Farmers and UK Wildlife?

I often read, listen and watch, articles on British farming and how beneficial it is for this countries wildlife and that farmers are the best custodians of our green and pleasant land.  I beg to differ – at the least concerning the majority of the farmers that I formerly worked with and quite a number of farm holdings in which my work required access to their lands.  More generally, if so many of our farmers and managers are so well-informed about wildlife, how come then, that our wildlife has been so decimated during the latter half of the twentieth century? 

The natural world needs our help as never before,’ warns Sir David Attenborough in his forward to the depressing State of Nature 2016 report, which found that the Britain is ‘among the most nature-depleted countries in the world,’ it ranking 189th out of the 218 countries assessed.

Neglected SSSI chalk grassland being overwhelmed by tor grass, with increasing scrub. Berwick 2015.

Few of the farmers/land managers that I worked with across the years between 1975 and 2016 could be termed even modestly knowledgeable concerning the identification of wildlife and incompetent regarding basic conservation practice of wildlife habitats.  A number display a staggering lack of duty of care for semi-natural habitats including SSSI’s – chalk grassland, and of water habitats.  They were understandably but only to a degree, concerned about their crops, livestock and of market prices and remaining profitable.  A number gave me the impression that payments received from participating in agri-environment schemes were a nice little bonus, they only having to carrying out the absolute bare minimum necessary to qualify for payment.

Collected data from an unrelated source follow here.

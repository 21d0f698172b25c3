//! Team name resolution.
//!
//! Providers spell the same school many ways ("Oklahoma Sooners", "OU",
//! "Oklahoma St." vs "Oklahoma State"). Normalizers ask a [`TeamDirectory`]
//! for the canonical id; the directory is a collaborator they do not own.

use std::collections::HashMap;

pub type TeamId = String;

pub trait TeamDirectory: Send + Sync {
    /// Canonical id for a team name, if the name is known.
    fn resolve(&self, name: &str) -> Option<TeamId>;

    /// The school's own spelling for a canonical id.
    fn school_name(&self, id: &str) -> Option<String>;
}

/// In-memory directory built from `(id, school, aliases)` rows.
#[derive(Debug, Clone, Default)]
pub struct StaticTeamDirectory {
    by_key: HashMap<String, TeamId>,
    schools: HashMap<TeamId, String>,
}

impl StaticTeamDirectory {
    pub fn new() -> Self {
        Self::default()
    }

    pub fn with_team(mut self, id: &str, school: &str, aliases: &[&str]) -> Self {
        self.insert(id, school, aliases);
        self
    }

    /// Register a team. The first registration of a spelling wins.
    pub fn insert(&mut self, id: &str, school: &str, aliases: &[&str]) {
        self.schools
            .entry(id.to_string())
            .or_insert_with(|| school.to_string());
        for name in [id, school].iter().chain(aliases) {
            for form in name_forms(name) {
                self.by_key
                    .entry(match_key(&form))
                    .or_insert_with(|| id.to_string());
            }
        }
    }

    /// Number of registered teams.
    pub fn len(&self) -> usize {
        self.schools.len()
    }

    pub fn is_empty(&self) -> bool {
        self.schools.is_empty()
    }

    /// A small directory of college programs used when no other table is
    /// configured.
    pub fn builtin() -> Self {
        const TEAMS: &[(&str, &str, &[&str])] = &[
            ("alabama", "Alabama", &["Alabama Crimson Tide", "Bama", "ALA"]),
            ("clemson", "Clemson", &["Clemson Tigers", "CLEM"]),
            ("florida-state", "Florida State", &["Florida State Seminoles", "FSU"]),
            ("georgia", "Georgia", &["Georgia Bulldogs", "UGA"]),
            ("lsu", "LSU", &["LSU Tigers", "Louisiana State"]),
            ("michigan", "Michigan", &["Michigan Wolverines", "MICH"]),
            ("notre-dame", "Notre Dame", &["Notre Dame Fighting Irish", "ND"]),
            ("ohio-state", "Ohio State", &["Ohio State Buckeyes", "OSU"]),
            ("oklahoma", "Oklahoma", &["Oklahoma Sooners", "OU", "OKLA"]),
            ("oklahoma-state", "Oklahoma State", &["Oklahoma State Cowboys", "OKST"]),
            ("oregon", "Oregon", &["Oregon Ducks", "ORE"]),
            ("penn-state", "Penn State", &["Penn State Nittany Lions", "PSU"]),
            ("texas", "Texas", &["Texas Longhorns", "TEX", "UT"]),
            ("texas-am", "Texas A&M", &["Texas A&M Aggies", "TAMU"]),
            ("usc", "USC", &["USC Trojans", "Southern California"]),
            ("eastern-washington", "Eastern Washington", &["Eastern Washington Eagles", "EWU"]),
            ("mount-union", "Mount Union", &["Mount Union Purple Raiders"]),
            ("north-dakota-state", "North Dakota State", &["North Dakota State Bison", "NDSU"]),
        ];

        TEAMS
            .iter()
            .fold(Self::new(), |dir, (id, school, aliases)| dir.with_team(id, school, aliases))
    }
}

impl TeamDirectory for StaticTeamDirectory {
    fn resolve(&self, name: &str) -> Option<TeamId> {
        name_candidates(name)
            .iter()
            .find_map(|candidate| self.by_key.get(&match_key(candidate)).cloned())
    }

    fn school_name(&self, id: &str) -> Option<String> {
        self.schools.get(id).cloned()
    }
}

/// Spellings of one name: the cleaned form, an expanded prefix abbreviation
/// and "State"/"St" swaps.
fn name_forms(name: &str) -> Vec<String> {
    let cleaned = normalize_lookup_name(name);
    if cleaned.is_empty() {
        return Vec::new();
    }

    let mut out = vec![cleaned.clone()];
    for swapped in [swap_word(&cleaned, "State", "St"), swap_word(&cleaned, "St", "State")] {
        if swapped != cleaned {
            out.push(swapped);
        }
    }
    let expanded: Vec<String> = out.iter().filter_map(|s| expand_prefix_abbrev(s)).collect();
    out.extend(expanded);
    out
}

/// Lookup candidates in priority order: the name's own forms first, then the
/// forms with one and two trailing words (usually a mascot) dropped.
fn name_candidates(team_name: &str) -> Vec<String> {
    let cleaned = normalize_lookup_name(team_name);
    let mut out = name_forms(&cleaned);

    let parts: Vec<&str> = cleaned.split_whitespace().collect();
    for drop in 1..=2 {
        if parts.len() > drop {
            out.extend(name_forms(&parts[..parts.len() - drop].join(" ")));
        }
    }

    let mut seen = std::collections::HashSet::new();
    out.retain(|s| seen.insert(match_key(s)));
    out
}

fn swap_word(s: &str, from: &str, to: &str) -> String {
    s.split_whitespace()
        .map(|w| if w == from { to } else { w })
        .collect::<Vec<_>>()
        .join(" ")
}

/// Normalize a team name for lookup:
/// - remove parenthetical suffixes (e.g. "(OH)")
/// - normalize quotes and dashes
/// - drop periods so "St." and "St" meet
/// - collapse whitespace
fn normalize_lookup_name(name: &str) -> String {
    let mut out = String::with_capacity(name.len());
    let mut paren_depth: u32 = 0;

    for ch in name.chars() {
        match ch {
            '(' => paren_depth += 1,
            ')' => paren_depth = paren_depth.saturating_sub(1),
            _ if paren_depth > 0 => {}
            '’' | '‘' => out.push('\''),
            '–' | '—' | '-' => out.push(' '),
            '.' => {}
            _ => out.push(ch),
        }
    }

    out.split_whitespace().collect::<Vec<_>>().join(" ")
}

/// Expand common prefix abbreviations: "E" -> "Eastern", "Mt" -> "Mount"...
fn expand_prefix_abbrev(s: &str) -> Option<String> {
    let mut parts = s.split_whitespace();
    let first = parts.next()?;
    let rest: Vec<&str> = parts.collect();
    let expanded = match first {
        "E" => "Eastern",
        "W" => "Western",
        "N" => "Northern",
        "S" => "Southern",
        "C" => "Central",
        "Mt" => "Mount",
        _ => return None,
    };

    if rest.is_empty() {
        return None;
    }
    Some(format!("{} {}", expanded, rest.join(" ")))
}

/// Case-insensitive key that ignores everything but letters and digits.
fn match_key(s: &str) -> String {
    s.chars()
        .filter(|c| c.is_alphanumeric())
        .flat_map(char::to_lowercase)
        .collect()
}

#[cfg(test)]
mod tests {
    use super::*;

    #[test]
    fn test_resolve_ignores_case_and_punctuation() {
        let dir = StaticTeamDirectory::builtin();
        assert_eq!(dir.resolve("oklahoma"), Some("oklahoma".to_string()));
        assert_eq!(dir.resolve("OKLAHOMA SOONERS"), Some("oklahoma".to_string()));
        assert_eq!(dir.resolve("Texas A&M"), Some("texas-am".to_string()));
        assert_eq!(dir.resolve("texas a & m"), Some("texas-am".to_string()));
    }

    #[test]
    fn test_state_abbreviation_and_mascot_variants() {
        let dir = StaticTeamDirectory::builtin();
        assert_eq!(dir.resolve("Ohio St."), Some("ohio-state".to_string()));
        assert_eq!(dir.resolve("Ohio St"), Some("ohio-state".to_string()));
        assert_eq!(dir.resolve("Oklahoma State Cowboys"), Some("oklahoma-state".to_string()));
        assert_eq!(dir.resolve("Penn State"), Some("penn-state".to_string()));
    }

    #[test]
    fn test_prefix_and_parenthetical_forms() {
        let dir = StaticTeamDirectory::builtin();
        assert_eq!(dir.resolve("E. Washington"), Some("eastern-washington".to_string()));
        assert_eq!(dir.resolve("Mt. Union (OH)"), Some("mount-union".to_string()));
        assert_eq!(dir.resolve("North Dakota St."), Some("north-dakota-state".to_string()));
    }

    #[test]
    fn test_unknown_team_is_absent() {
        let dir = StaticTeamDirectory::builtin();
        assert_eq!(dir.resolve("Hogwarts"), None);
        assert_eq!(dir.resolve("   "), None);
    }

    #[test]
    fn test_school_name_for_resolved_alias() {
        let dir = StaticTeamDirectory::builtin();
        let id = dir.resolve("texas a & m").unwrap();
        assert_eq!(dir.school_name(&id).as_deref(), Some("Texas A&M"));
        assert_eq!(dir.school_name("hogwarts"), None);
        assert_eq!(dir.len(), 18);
    }

    #[test]
    fn test_normalize_lookup_name() {
        assert_eq!(normalize_lookup_name("Miami (FL)"), "Miami");
        assert_eq!(normalize_lookup_name("Texas A&M–Commerce"), "Texas A&M Commerce");
        assert_eq!(normalize_lookup_name("  St.  John’s "), "St John's");
    }
}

In contrast, the few that stand out positively in my memory were John Gascoigne my line manager in the 1970’s and early 80’s, he formerly having been a farm manager (and naturalist) of several significant farms.  David Paul formerly of Chyngton Farm, Seaford; Richard Walton of Alciston Court Farm and the benevolently-minded David Hole who owned several farms in the area.  I won’t mention the worst offenders and examples at the other end of the scale.

I recall some years ago talking to a farmer one spring, I commenting on the recent arrival of the migrant wheatears upon the Downs; he commenting, ‘Oh, what are they?’  Hopefully the younger generation of farmers arriving on the farming scene now are more enlightened following their time in college or university and will making more of an effort to turn around the current deplorable situation.  The wise and careful use of artificial fertilizers, the use of pesticides only when necessary as opposed to routine proactive blanket use and the better management of hedgerows would prove good starting points.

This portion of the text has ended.